## Task goal
Return every line from the listing where the word "serde" occurs.

## Data provided
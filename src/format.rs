//! Display formatting for timestamps, names and status badges

use chrono::{DateTime, Utc};
use serde::Serialize;

/// Badge colour classes used across tables
#[derive(Debug, Clone, Copy, PartialEq, Eq, Serialize)]
#[serde(rename_all = "lowercase")]
pub enum BadgeVariant {
    Success,
    Warning,
    Error,
    Neutral,
}

pub fn status_variant(status: &str) -> BadgeVariant {
    match status.to_lowercase().as_str() {
        "active" => BadgeVariant::Success,
        "inactive" => BadgeVariant::Neutral,
        "error" => BadgeVariant::Error,
        "pending" => BadgeVariant::Warning,
        _ => BadgeVariant::Neutral,
    }
}

pub fn action_variant(action: &str) -> BadgeVariant {
    match action {
        "created" => BadgeVariant::Success,
        "deleted" => BadgeVariant::Error,
        _ => BadgeVariant::Neutral,
    }
}

fn plural(n: i64, unit: &str) -> String {
    if n == 1 {
        format!("{} {} ago", n, unit)
    } else {
        format!("{} {}s ago", n, unit)
    }
}

/// "Just now", "5 minutes ago", "1 day ago"; falls back to a calendar date past 30 days.
pub fn relative_time(at: Option<DateTime<Utc>>, now: DateTime<Utc>) -> String {
    let Some(at) = at else {
        return "Never".to_string();
    };

    let minutes = (now - at).num_minutes();
    let hours = minutes / 60;
    let days = hours / 24;

    if minutes < 1 {
        "Just now".to_string()
    } else if minutes < 60 {
        plural(minutes, "minute")
    } else if hours < 24 {
        plural(hours, "hour")
    } else if days < 30 {
        plural(days, "day")
    } else {
        at.format("%-m/%-d/%Y").to_string()
    }
}

pub fn date(at: Option<DateTime<Utc>>) -> String {
    match at {
        Some(at) => at.format("%b %-d, %Y").to_string(),
        None => "N/A".to_string(),
    }
}

pub fn date_time(at: Option<DateTime<Utc>>) -> String {
    match at {
        Some(at) => at.format("%b %-d, %Y, %I:%M %p").to_string(),
        None => "N/A".to_string(),
    }
}

/// Console link to a client's detail page; the id is encoded as one path segment
pub fn client_path(id: &str) -> String {
    format!("/clients/{}", urlencoding::encode(id))
}

/// Split a CRM "full name" into (first, last).
/// First is the leading space-separated token, or the whole name when that token is empty.
pub fn split_full_name(name: &str) -> (String, String) {
    let mut parts = name.split(' ');
    let first = match parts.next() {
        Some(token) if !token.is_empty() => token.to_string(),
        _ => name.to_string(),
    };
    let last = parts.collect::<Vec<_>>().join(" ");
    (first, last)
}

/// `annual_revenue` -> `Annual Revenue`
pub fn title_case_key(key: &str) -> String {
    key.replace('_', " ")
        .split(' ')
        .map(|word| {
            let mut chars = word.chars();
            match chars.next() {
                Some(c) => c.to_uppercase().chain(chars).collect(),
                None => String::new(),
            }
        })
        .collect::<Vec<_>>()
        .join(" ")
}

pub fn or_na(value: Option<&str>) -> String {
    match value {
        Some(v) if !v.trim().is_empty() => v.to_string(),
        _ => "N/A".to_string(),
    }
}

## Answer to this problem
use serde::Serialize;
#[serde(rename_all = "lowercase")]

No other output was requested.